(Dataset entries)

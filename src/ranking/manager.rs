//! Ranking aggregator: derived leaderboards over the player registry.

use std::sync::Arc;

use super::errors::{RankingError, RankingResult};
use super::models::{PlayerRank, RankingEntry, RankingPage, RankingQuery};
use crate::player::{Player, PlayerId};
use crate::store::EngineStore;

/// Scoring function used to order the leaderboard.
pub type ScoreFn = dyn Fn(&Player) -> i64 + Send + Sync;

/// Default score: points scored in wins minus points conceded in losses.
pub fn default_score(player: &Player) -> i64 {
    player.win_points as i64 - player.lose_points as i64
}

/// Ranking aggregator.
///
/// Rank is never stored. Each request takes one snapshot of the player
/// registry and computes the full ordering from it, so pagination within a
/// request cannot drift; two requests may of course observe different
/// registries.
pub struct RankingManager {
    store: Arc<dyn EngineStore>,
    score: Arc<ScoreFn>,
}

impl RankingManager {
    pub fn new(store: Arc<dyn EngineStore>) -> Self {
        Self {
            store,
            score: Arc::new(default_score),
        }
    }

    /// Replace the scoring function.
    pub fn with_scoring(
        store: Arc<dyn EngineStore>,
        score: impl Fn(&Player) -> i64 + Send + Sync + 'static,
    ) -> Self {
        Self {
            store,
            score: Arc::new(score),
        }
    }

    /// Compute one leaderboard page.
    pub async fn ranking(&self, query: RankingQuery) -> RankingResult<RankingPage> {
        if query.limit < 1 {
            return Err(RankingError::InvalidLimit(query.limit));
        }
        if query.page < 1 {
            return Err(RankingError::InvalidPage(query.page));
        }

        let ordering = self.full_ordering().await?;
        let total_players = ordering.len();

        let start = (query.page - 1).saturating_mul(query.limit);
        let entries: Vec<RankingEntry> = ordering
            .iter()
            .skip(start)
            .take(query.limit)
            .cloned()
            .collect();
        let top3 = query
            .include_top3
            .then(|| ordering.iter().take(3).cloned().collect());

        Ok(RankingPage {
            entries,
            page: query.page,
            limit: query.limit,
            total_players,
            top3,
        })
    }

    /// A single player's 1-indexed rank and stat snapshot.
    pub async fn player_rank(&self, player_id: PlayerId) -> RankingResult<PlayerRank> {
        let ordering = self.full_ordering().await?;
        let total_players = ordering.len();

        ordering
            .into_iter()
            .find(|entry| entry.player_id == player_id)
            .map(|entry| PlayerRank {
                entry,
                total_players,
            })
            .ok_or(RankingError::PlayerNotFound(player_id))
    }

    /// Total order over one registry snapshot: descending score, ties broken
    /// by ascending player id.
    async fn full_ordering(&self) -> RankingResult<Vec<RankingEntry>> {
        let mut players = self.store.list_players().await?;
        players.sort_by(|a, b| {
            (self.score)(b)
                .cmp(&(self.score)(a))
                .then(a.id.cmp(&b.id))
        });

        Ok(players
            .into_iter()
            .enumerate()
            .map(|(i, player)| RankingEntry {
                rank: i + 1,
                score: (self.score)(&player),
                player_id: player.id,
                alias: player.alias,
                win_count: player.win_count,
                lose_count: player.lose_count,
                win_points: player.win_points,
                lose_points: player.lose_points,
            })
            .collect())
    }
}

#### [THE TASK]
Identify each line in the records above containing the word "collect"; copy those lines.

#### [SOLVED EXERCISE]
            .collect();
            .then(|| ordering.iter().take(3).cloned().collect());
            .collect())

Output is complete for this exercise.